By the lack of messages, the lack of returns, the lack of explanations.
She knew.
That morning, the light frayed through the curtains as Allia opened her eyes. The apartment was calm. Almost too calm. The kind of calm that belongs not to places, but to the secrets they hold.
She reached out: the other side of the bed was cold.
Another night Elia hadn't come home.
She remained still for a few seconds, listening to the emptiness. She had learned to recognize these absences not the ones caused by work or nights out with friends. No, these were different.
An unpleasant weight settled on her chest.
Not quite fear.
Not yet.
Just that dull, old worry, almost accustomed to living there.
She pulled on a sweatshirt, dragged herself to the kitchen, and started the kettle. The water heated with a soft rumble that usually soothed her. Today, the sound felt distant.
Before even drinking her coffee, she grabbed her phone.
No messages.
Her fingers tightened around the mug.
She tried to convince herself:
They were adults.
They had their own routines.
Their own lives.
But Elia didn't obey those rules.
Elia was a phenomenon, a storm, an unpredictable wave.
And storms always leave traces behind.
Allia checked the front door. Locked. Silence. Nothing.
She returned to her desk and opened her laptop. Security reports, vulnerability analyses, audits that needed finishing. Usually, work grounded her gave her the illusion of controlling at least a piece of reality.
But today, the lines of code blurred together.
Her phone vibrated, making her jump.
Elia: Are you awake?
Allia's heart leapt.
Allia: Yes.
The reply arrived instantly, as if Elia had been waiting for her breath.
Elia: I'm coming.
Barely a second passed before someone knocked on the door.
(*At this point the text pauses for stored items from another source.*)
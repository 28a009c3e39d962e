use chrono::{DateTime, Utc};
use serde::{Deserialize, Serialize};
use std::fmt;
use uuid::Uuid;

use crate::chats::form::ChatDraft;

#[derive(Serialize, Deserialize, Debug, Clone, Copy, PartialEq, Eq, Hash, PartialOrd, Ord)]
#[serde(transparent)]
pub struct ChatId(Uuid);

impl ChatId {
    pub fn new() -> Self {
        Self(Uuid::new_v4())
    }

    pub fn as_uuid(&self) -> &Uuid {
        &self.0
    }
}

impl Default for ChatId {
    fn default() -> Self {
        Self::new()
    }
}

impl From<Uuid> for ChatId {
    fn from(id: Uuid) -> Self {
        Self(id)
    }
}

impl fmt::Display for ChatId {
    fn fmt(&self, f: &mut fmt::Formatter<'_>) -> fmt::Result {
        fmt::Display::fmt(&self.0, f)
    }
}

/// Model identifier as understood by the backend. Form input goes through
/// `select`; listings from the backend are checked with `is_available`.
#[derive(Serialize, Deserialize, Debug, Clone, PartialEq, Eq, Hash)]
#[serde(transparent)]
pub struct ModelChoice(String);

impl ModelChoice {
    pub fn select(name: &str, available: &[String]) -> Option<Self> {
        available
            .iter()
            .find(|m| m.as_str() == name)
            .map(|m| Self(m.clone()))
    }

    pub fn is_available(&self, available: &[String]) -> bool {
        available.iter().any(|m| *m == self.0)
    }

    pub fn as_str(&self) -> &str {
        &self.0
    }
}

impl fmt::Display for ModelChoice {
    fn fmt(&self, f: &mut fmt::Formatter<'_>) -> fmt::Result {
        f.write_str(&self.0)
    }
}

#[derive(Serialize, Deserialize, Debug, Clone, Copy, PartialEq, PartialOrd)]
#[serde(try_from = "f32", into = "f32")]
pub struct Temperature(f32);

#[derive(thiserror::Error, Debug, Clone, Copy, PartialEq)]
#[error("temperature {0} is outside 0.0..=2.0")]
pub struct TemperatureOutOfRange(pub f32);

impl Temperature {
    pub const MIN: f32 = 0.0;
    pub const MAX: f32 = 2.0;

    pub fn new(value: f32) -> Option<Self> {
        (value.is_finite() && (Self::MIN..=Self::MAX).contains(&value)).then_some(Self(value))
    }

    pub fn value(&self) -> f32 {
        self.0
    }
}

impl TryFrom<f32> for Temperature {
    type Error = TemperatureOutOfRange;

    fn try_from(value: f32) -> Result<Self, Self::Error> {
        Self::new(value).ok_or(TemperatureOutOfRange(value))
    }
}

impl From<Temperature> for f32 {
    fn from(temperature: Temperature) -> Self {
        temperature.0
    }
}

/// A configurable AI persona the user can talk to.
#[derive(Serialize, Deserialize, Debug, Clone, PartialEq)]
pub struct Chat {
    pub id: ChatId,
    pub title: String,
    #[serde(default, skip_serializing_if = "Option::is_none")]
    pub description: Option<String>,
    pub context: String,
    pub model: ModelChoice,
    pub temperature: Temperature,
    pub created_at: DateTime<Utc>,
    pub updated_at: DateTime<Utc>,
}

impl Chat {
    pub fn create(draft: ChatDraft) -> Self {
        let now = Utc::now();
        Self {
            id: ChatId::new(),
            title: draft.title,
            description: draft.description,
            context: draft.context,
            model: draft.model,
            temperature: draft.temperature,
            created_at: now,
            updated_at: now,
        }
    }

    pub fn apply(&mut self, draft: ChatDraft) {
        self.title = draft.title;
        self.description = draft.description;
        self.context = draft.context;
        self.model = draft.model;
        self.temperature = draft.temperature;
        self.updated_at = Utc::now().max(self.updated_at);
    }
}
Elia entered like a gust of wind.
Hair tied hastily, a strand stuck to her temple, wrinkled jeans, black hoodie… And on her shoes: dried dirt. Allia prayed it was only dirt.
"Were you asleep?" Elia asked as she closed the door.
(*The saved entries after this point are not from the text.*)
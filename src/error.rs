//! Error types for caption rendering
//!
//! Every failure aborts the render and is returned to the caller. Text that
//! does not fit is not an error: it is reported through
//! [`LayoutResult::overflow`](crate::caption::LayoutResult) and rendered anyway.

use thiserror::Error;

/// Which injected resource failed to load
#[derive(Debug, Clone, Copy, PartialEq, Eq)]
pub enum ResourceKind {
    Background,
    Font,
}

impl std::fmt::Display for ResourceKind {
    fn fmt(&self, f: &mut std::fmt::Formatter<'_>) -> std::fmt::Result {
        match self {
            ResourceKind::Background => write!(f, "background"),
            ResourceKind::Font => write!(f, "font"),
        }
    }
}

/// Centralized error type for rendering, encoding and storage
#[derive(Error, Debug)]
pub enum RenderError {
    /// Background or font could not be loaded/decoded
    #[error("Failed to load {kind}: {message}")]
    Resource { kind: ResourceKind, message: String },

    /// Requested target dimensions are rejected before any pixel work
    #[error("Invalid dimensions {width}x{height}: {reason}")]
    InvalidDimensions {
        width: u32,
        height: u32,
        reason: String,
    },

    /// Configuration values are unusable
    #[error("Configuration error: {0}")]
    InvalidConfig(String),

    /// Resize operation failed
    #[error("Resize failed: {0}")]
    Resize(String),

    /// Encoding to the output format failed
    #[error("Failed to encode to {format}: {message}")]
    Encode { format: String, message: String },

    #[error("I/O error: {0}")]
    Io(#[from] std::io::Error),
}

impl RenderError {
    pub fn resource(kind: ResourceKind, message: impl Into<String>) -> Self {
        RenderError::Resource {
            kind,
            message: message.into(),
        }
    }

    pub fn invalid_dimensions(width: u32, height: u32, reason: impl Into<String>) -> Self {
        RenderError::InvalidDimensions {
            width,
            height,
            reason: reason.into(),
        }
    }

    pub fn resize_failed(message: impl Into<String>) -> Self {
        RenderError::Resize(message.into())
    }

    pub fn encode_failed(format: impl Into<String>, message: impl Into<String>) -> Self {
        RenderError::Encode {
            format: format.into(),
            message: message.into(),
        }
    }

    /// True when retrying with different request parameters could succeed.
    pub fn is_caller_error(&self) -> bool {
        matches!(
            self,
            RenderError::InvalidDimensions { .. } | RenderError::InvalidConfig(_)
        )
    }
}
"No… Why didn't you answer me last night?"
Elia shrugged, pulled off her hoodie, and placed it on a chaira simple gesture, yet in the apartment's hushed quiet, it felt like a territorial mark.
"I was busy."
Three words.
Three words that could mean anything.
Three words that, for years, had often meant the same thing.
"Busy with what?" Allia asked, her voice tight.
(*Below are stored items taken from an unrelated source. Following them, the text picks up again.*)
//! White caption text with a solid black outline.
//!
//! The outline is produced by stamping the text in black at every integer
//! offset within the outline thickness, then stamping it once in white at
//! the original position. All black passes happen before the white one.

use image::{Rgba, RgbaImage};

use super::metrics::FontMetrics;
use super::position::TextPosition;
use super::typeface::Typeface;

pub const OUTLINE_COLOR: Rgba<u8> = Rgba([0, 0, 0, 255]);
pub const FILL_COLOR: Rgba<u8> = Rgba([255, 255, 255, 255]);

/// Outline thickness in pixels for a font size: one pixel per 25, at least 1.
pub fn outline_thickness(font_size: u32) -> u32 {
    (font_size / 25).max(1)
}

/// Glyph coverage of a text block, relative to the block's pixel origin.
struct CoverageMask {
    samples: Vec<(i32, i32, f32)>,
}

impl CoverageMask {
    /// Rasterize center-aligned `lines`; `subpixel` is the fractional part of
    /// the block position.
    fn rasterize<S: AsRef<str>>(
        metrics: &FontMetrics<'_>,
        lines: &[S],
        font_size: u32,
        subpixel: (f32, f32),
    ) -> Self {
        let face = metrics.face();
        let px = font_size.max(1) as f32;
        let block = metrics.block_size(lines, font_size);
        let advance = metrics.line_advance(font_size) as f32;

        let mut samples = Vec::new();
        for (index, line) in lines.iter().enumerate() {
            let line = line.as_ref();
            let line_width = face.line_width(line, px);
            let origin = (
                subpixel.0 + (block.width as f32 - line_width) / 2.0,
                subpixel.1 + index as f32 * advance,
            );
            face.rasterize_line(line, px, origin, &mut |x, y, coverage| {
                if coverage > 0.0 {
                    samples.push((x, y, coverage));
                }
            });
        }

        Self { samples }
    }

    fn is_empty(&self) -> bool {
        self.samples.is_empty()
    }

    /// Blend the mask in `color` with its origin at `(left, top)`.
    fn stamp(&self, surface: &mut RgbaImage, left: i32, top: i32, color: Rgba<u8>) {
        let width = surface.width() as i32;
        let height = surface.height() as i32;

        for &(x, y, coverage) in &self.samples {
            let tx = left + x;
            let ty = top + y;
            if tx >= 0 && ty >= 0 && tx < width && ty < height {
                let pixel = surface.get_pixel_mut(tx as u32, ty as u32);
                blend_coverage(pixel, color, coverage);
            }
        }
    }
}

/// Mix `color` into `pixel` by `coverage`, raising alpha the same way.
fn blend_coverage(pixel: &mut Rgba<u8>, color: Rgba<u8>, coverage: f32) {
    let c = coverage.clamp(0.0, 1.0);
    let mix = |dst: u8, src: u8| -> u8 {
        let dst = dst as f32;
        (dst + (src as f32 - dst) * c).round().clamp(0.0, 255.0) as u8
    };

    *pixel = Rgba([
        mix(pixel[0], color[0]),
        mix(pixel[1], color[1]),
        mix(pixel[2], color[2]),
        mix(pixel[3], 255),
    ]);
}

/// Draws outlined caption text onto a surface it borrows exclusively.
pub struct OutlinedTextRenderer<'a> {
    metrics: FontMetrics<'a>,
}

impl<'a> OutlinedTextRenderer<'a> {
    pub fn new(face: &'a dyn Typeface) -> Self {
        Self {
            metrics: FontMetrics::new(face),
        }
    }

    /// Draw `text` (newline separated) with its block's top-left at `position`.
    pub fn draw(
        &self,
        surface: &mut RgbaImage,
        position: TextPosition,
        text: &str,
        font_size: u32,
    ) {
        let lines: Vec<&str> = text.split('\n').collect();
        self.draw_lines(surface, position, &lines, font_size);
    }

    /// Draw center-aligned `lines` with the block's top-left at `position`.
    pub fn draw_lines<S: AsRef<str>>(
        &self,
        surface: &mut RgbaImage,
        position: TextPosition,
        lines: &[S],
        font_size: u32,
    ) {
        let left = position.x.floor();
        let top = position.y.floor();
        let mask = CoverageMask::rasterize(
            &self.metrics,
            lines,
            font_size,
            (position.x - left, position.y - top),
        );
        if mask.is_empty() {
            return;
        }

        let (left, top) = (left as i32, top as i32);
        let thickness = outline_thickness(font_size) as i32;

        for dx in -thickness..=thickness {
            for dy in -thickness..=thickness {
                mask.stamp(surface, left + dx, top + dy, OUTLINE_COLOR);
            }
        }

        mask.stamp(surface, left, top, FILL_COLOR);
    }
}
Elia slowly turned her head toward her. A soft smile curled her lips. It wasn't reassuring.
"Living, Allia. You should try it too."
Allia lowered her eyes, stung—wounded without knowing where or why. Elia wielded her words like scalpels: delicate, precise, cutting.
Then, without warning, Elia sat beside her and rested her head on Allia's shoulder. A tender, familiar gesture… and yet terribly disarming.
"I'm staying with you today," she murmured.
"But… don't you have class? Something planned?"
"That can wait. You can't."
The words struck harder than a slap.
Tender. Suffocating.
Like a chain placed gently around your neck.
They spent the day together.
They shopped, cooked, talked like before. Elia laughed sometimes—a clear, almost childlike laugh—and Allia let herself believe that maybe everything wasn't lost.
But something was wrong.
A tension barely visible, but constant.
As if Elia was searching, in every gesture Allia made, for a proof, a weakness, a betrayal.
It became obvious at the supermarket.
A young man approached.
"Excuse me… do you have the time?"
Allia smiled, ready to answer.
Elia stepped in front of her in a smooth, calculated motion.
She locked eyes with the boy.
He paled. Mumbled an apology. Stepped back. Almost ran away.
Allia stayed frozen.
"Why did you do that?" she asked later, on the landing.
Elia tilted her head, looking genuinely confused.
"Do what?"
"He just asked me the time, and… you looked…"
A smile slipped onto Elia's lips.
"Protective?"
That wasn't it.
Not at all.
But Allia didn't dare contradict her.
Elia moved closer—too close. Her scent, like damp night and restrained storm, enveloped Allia.
"You trust too easily," Elia whispered. "And that will be your downfall."
She tucked a strand of hair behind her sister's ear.
"Good thing I'm here."
Allia gathered her courage.
"Where were you coming from this morning?"
Elia's smile stiffened.
Just for a second.
Then she said:
"I'll tell you one day."
And she left.
No sound.
No shadow.
Allia remained alone in the hallway.
The apartment, suddenly too vast, seemed to breathe without her.